● **PROBLEM STATEMENT**
Using the records that follow, work out how many lines hold the string "carbon" and provide that number only.

● **EXTRACTED MATERIAL**
- - - - -

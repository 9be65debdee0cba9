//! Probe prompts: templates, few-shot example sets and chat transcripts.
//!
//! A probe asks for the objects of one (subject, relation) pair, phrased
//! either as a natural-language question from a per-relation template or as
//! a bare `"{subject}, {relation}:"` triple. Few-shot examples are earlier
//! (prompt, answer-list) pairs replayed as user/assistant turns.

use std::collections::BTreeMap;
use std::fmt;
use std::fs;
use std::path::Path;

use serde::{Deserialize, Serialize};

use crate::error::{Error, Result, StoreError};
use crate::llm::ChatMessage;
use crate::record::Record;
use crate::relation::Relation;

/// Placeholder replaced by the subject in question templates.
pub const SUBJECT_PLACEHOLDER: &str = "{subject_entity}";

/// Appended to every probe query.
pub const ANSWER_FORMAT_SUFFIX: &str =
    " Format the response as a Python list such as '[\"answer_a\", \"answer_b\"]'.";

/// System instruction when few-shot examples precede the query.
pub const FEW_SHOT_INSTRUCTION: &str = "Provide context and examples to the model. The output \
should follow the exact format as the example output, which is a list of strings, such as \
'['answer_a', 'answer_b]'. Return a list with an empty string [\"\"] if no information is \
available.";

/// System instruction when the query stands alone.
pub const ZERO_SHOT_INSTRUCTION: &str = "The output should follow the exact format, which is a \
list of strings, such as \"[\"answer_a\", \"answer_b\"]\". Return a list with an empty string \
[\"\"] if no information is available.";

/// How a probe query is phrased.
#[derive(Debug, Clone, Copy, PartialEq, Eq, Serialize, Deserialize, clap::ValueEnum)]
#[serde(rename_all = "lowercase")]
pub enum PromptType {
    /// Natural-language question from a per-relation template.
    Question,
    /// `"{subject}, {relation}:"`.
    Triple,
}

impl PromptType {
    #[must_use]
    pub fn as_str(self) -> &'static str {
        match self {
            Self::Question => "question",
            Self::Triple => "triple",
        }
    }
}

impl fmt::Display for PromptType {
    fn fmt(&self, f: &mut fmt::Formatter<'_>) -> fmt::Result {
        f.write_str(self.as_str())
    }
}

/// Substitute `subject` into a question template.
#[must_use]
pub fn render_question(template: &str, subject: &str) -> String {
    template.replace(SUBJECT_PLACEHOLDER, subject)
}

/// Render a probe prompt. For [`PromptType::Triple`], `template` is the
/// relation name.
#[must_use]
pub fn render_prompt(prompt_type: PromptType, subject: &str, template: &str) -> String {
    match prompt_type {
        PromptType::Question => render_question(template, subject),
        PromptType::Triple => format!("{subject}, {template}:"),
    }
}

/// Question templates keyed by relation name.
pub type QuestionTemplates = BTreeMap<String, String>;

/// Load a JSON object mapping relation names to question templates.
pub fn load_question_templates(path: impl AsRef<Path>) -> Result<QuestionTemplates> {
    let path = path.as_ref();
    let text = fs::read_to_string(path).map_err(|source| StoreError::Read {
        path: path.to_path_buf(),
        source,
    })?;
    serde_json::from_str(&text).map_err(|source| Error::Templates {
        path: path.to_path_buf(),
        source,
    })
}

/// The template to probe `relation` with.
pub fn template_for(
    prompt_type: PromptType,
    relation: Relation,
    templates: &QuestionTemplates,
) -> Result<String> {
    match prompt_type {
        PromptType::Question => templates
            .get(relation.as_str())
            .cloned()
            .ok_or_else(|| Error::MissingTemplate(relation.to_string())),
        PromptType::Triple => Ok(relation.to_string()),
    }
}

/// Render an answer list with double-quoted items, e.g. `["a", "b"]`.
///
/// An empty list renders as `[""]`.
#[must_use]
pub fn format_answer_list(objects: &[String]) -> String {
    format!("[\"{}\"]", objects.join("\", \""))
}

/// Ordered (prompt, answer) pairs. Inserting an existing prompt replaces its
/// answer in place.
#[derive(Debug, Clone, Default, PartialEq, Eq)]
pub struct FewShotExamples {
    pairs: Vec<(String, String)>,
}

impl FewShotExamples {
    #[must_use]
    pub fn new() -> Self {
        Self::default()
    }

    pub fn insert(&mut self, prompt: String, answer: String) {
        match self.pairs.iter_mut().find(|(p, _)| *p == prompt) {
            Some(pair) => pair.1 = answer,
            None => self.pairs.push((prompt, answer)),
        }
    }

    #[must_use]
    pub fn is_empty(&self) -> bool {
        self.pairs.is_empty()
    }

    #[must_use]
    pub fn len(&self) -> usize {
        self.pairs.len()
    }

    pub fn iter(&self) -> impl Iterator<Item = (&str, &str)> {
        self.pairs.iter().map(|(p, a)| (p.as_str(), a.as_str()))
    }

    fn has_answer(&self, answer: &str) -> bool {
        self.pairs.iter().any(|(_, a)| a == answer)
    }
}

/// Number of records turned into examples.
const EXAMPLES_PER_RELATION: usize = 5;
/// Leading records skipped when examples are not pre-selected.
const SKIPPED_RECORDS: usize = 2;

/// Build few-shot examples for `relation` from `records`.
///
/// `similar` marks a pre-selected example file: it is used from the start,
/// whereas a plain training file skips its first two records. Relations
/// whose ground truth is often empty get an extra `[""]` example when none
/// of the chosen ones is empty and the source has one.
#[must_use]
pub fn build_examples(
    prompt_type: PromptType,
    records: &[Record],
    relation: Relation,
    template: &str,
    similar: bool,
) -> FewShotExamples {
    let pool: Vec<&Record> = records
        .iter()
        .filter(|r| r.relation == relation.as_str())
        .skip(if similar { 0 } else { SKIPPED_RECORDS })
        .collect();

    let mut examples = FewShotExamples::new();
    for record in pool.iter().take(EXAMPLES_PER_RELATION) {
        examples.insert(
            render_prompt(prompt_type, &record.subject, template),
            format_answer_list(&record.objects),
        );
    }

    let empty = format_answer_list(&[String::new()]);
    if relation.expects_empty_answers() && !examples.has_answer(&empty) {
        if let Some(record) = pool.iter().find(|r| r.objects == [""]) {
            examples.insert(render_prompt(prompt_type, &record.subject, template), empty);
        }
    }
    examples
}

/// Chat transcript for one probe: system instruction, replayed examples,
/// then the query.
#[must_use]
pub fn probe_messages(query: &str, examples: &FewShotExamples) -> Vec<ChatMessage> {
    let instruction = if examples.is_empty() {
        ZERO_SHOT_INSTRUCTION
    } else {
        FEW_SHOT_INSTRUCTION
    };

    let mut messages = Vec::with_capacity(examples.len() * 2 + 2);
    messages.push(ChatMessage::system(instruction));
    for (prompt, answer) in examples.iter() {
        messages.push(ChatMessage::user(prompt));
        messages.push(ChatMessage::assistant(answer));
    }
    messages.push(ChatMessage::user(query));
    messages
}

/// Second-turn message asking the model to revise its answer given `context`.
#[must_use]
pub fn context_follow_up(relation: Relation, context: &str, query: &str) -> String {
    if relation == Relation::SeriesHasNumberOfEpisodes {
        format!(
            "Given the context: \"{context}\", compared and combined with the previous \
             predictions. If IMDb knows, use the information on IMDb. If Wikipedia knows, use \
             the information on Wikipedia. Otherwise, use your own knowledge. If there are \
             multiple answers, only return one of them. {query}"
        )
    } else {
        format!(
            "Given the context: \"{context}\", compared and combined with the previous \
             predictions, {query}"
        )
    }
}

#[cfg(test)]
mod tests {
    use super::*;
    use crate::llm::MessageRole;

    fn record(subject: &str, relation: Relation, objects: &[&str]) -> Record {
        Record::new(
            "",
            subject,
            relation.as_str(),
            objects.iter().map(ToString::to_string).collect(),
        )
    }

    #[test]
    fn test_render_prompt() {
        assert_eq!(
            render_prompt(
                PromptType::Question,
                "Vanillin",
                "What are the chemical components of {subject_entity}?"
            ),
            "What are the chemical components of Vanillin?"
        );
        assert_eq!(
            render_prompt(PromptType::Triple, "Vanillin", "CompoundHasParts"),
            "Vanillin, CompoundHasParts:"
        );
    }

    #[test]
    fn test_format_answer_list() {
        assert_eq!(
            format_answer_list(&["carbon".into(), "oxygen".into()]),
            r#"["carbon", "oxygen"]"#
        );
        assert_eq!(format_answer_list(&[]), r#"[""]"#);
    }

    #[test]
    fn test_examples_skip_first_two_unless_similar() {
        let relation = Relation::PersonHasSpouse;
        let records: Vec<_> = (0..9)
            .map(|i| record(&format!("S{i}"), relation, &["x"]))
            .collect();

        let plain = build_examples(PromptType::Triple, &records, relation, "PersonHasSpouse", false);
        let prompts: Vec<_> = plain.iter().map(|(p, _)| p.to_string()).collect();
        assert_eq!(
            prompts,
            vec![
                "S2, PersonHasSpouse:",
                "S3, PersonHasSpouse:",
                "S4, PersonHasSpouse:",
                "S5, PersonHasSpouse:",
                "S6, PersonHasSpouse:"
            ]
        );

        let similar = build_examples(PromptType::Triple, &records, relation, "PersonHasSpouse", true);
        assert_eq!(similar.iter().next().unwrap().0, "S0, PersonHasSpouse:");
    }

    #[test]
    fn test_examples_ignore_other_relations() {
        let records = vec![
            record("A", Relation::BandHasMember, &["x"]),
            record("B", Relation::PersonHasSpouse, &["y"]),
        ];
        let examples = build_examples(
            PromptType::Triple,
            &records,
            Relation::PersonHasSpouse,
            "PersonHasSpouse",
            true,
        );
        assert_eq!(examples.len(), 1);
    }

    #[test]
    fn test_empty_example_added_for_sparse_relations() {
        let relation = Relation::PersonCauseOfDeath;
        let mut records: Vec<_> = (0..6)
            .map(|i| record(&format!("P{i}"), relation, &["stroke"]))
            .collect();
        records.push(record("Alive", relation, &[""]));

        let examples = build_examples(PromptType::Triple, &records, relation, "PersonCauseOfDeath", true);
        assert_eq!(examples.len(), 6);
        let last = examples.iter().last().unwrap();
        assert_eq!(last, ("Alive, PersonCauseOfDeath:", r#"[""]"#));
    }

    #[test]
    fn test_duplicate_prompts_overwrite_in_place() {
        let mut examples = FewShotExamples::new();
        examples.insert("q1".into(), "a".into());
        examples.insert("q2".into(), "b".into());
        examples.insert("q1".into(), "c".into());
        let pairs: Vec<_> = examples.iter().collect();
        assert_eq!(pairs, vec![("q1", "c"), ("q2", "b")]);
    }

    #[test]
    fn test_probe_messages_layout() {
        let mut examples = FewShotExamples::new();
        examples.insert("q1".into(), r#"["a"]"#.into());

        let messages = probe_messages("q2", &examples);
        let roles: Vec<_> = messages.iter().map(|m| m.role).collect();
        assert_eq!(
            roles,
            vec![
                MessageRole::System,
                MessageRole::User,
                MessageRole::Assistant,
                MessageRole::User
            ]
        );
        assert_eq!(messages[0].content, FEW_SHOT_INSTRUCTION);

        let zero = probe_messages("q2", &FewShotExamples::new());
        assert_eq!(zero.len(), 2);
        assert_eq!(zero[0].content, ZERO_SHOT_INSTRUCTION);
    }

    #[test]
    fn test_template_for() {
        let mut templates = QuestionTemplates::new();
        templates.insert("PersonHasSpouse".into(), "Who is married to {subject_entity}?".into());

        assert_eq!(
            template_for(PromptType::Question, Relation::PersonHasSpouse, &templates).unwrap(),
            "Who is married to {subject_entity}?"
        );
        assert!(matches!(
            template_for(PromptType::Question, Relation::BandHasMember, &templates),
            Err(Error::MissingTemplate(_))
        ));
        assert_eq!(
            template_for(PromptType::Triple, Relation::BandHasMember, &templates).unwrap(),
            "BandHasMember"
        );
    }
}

- - - - -

● **SOLUTION TO THIS EXERCISE**
2